Exercise details -
In the data below, find each line that contains the word "FeedbackConfig" and copy it.

Supplied entries START

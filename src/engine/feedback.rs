// ==========================================
// 便利店智能补货系统 - 差异反馈调整
// ==========================================
// 依据: Prediction_Engine_Specs_v1.2.md - 7. 差异反馈
// ==========================================
// 职责: 比对近期订货量与实际销量,给出订货乘数:
//       持续过订 → 惩罚下调,持续欠订 → 适度上调,
//       高废弃率 → 追加收缩
// 红线: 显式能力开关;记录数不足最小值时乘数恒为 1.0
// ==========================================

use crate::config::engine_config::FeedbackConfig;
use crate::repository::inventory_repo::WasteStats;
use crate::repository::prediction_log_repo::OrderDiffRecord;
use tracing::debug;

pub struct FeedbackAdjuster {
    config: FeedbackConfig,
}

impl FeedbackAdjuster {
    pub fn new(config: FeedbackConfig) -> Self {
        Self { config }
    }

    pub fn is_enabled(&self) -> bool {
        self.config.enabled
    }

    pub fn diff_window_days(&self) -> i32 {
        self.config.diff_window_days
    }

    /// 订货乘数
    ///
    /// # 说明
    /// - 过订比 = (Σ订货 - Σ实销) / Σ订货,线性映射到惩罚上限
    /// - 欠订比 = (Σ实销 - Σ订货) / Σ实销,线性映射到加成上限
    /// - 废弃率超阈值时追加收缩（与过订惩罚叠乘）
    pub fn multiplier(&self, diffs: &[OrderDiffRecord], waste: Option<&WasteStats>) -> f64 {
        if !self.config.enabled {
            return 1.0;
        }

        let mut multiplier = 1.0;

        if diffs.len() >= self.config.min_records as usize {
            let total_order: f64 = diffs.iter().map(|d| d.order_qty).sum();
            let total_sale: f64 = diffs.iter().map(|d| d.actual_sale_qty).sum();

            if total_order > total_sale && total_order > 0.0 {
                let over_ratio = (total_order - total_sale) / total_order;
                multiplier *= 1.0 - over_ratio.min(1.0) * self.config.over_order_penalty_max;
                debug!(over_ratio, multiplier, "过订惩罚");
            } else if total_sale > total_order && total_sale > 0.0 {
                let under_ratio = (total_sale - total_order) / total_sale;
                multiplier *= 1.0 + under_ratio.min(1.0) * self.config.under_order_boost_max;
                debug!(under_ratio, multiplier, "欠订加成");
            }
        }

        if let Some(ws) = waste {
            let waste_rate = ws.waste_rate();
            if waste_rate > self.config.waste_rate_threshold {
                let shrink = waste_rate.min(self.config.waste_shrink_max);
                multiplier *= 1.0 - shrink;
                debug!(waste_rate, shrink, "废弃收缩");
            }
        }

        multiplier
    }
}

Supplied entries END

Expected answer -
use crate::config::engine_config::FeedbackConfig;
    config: FeedbackConfig,
    pub fn new(config: FeedbackConfig) -> Self {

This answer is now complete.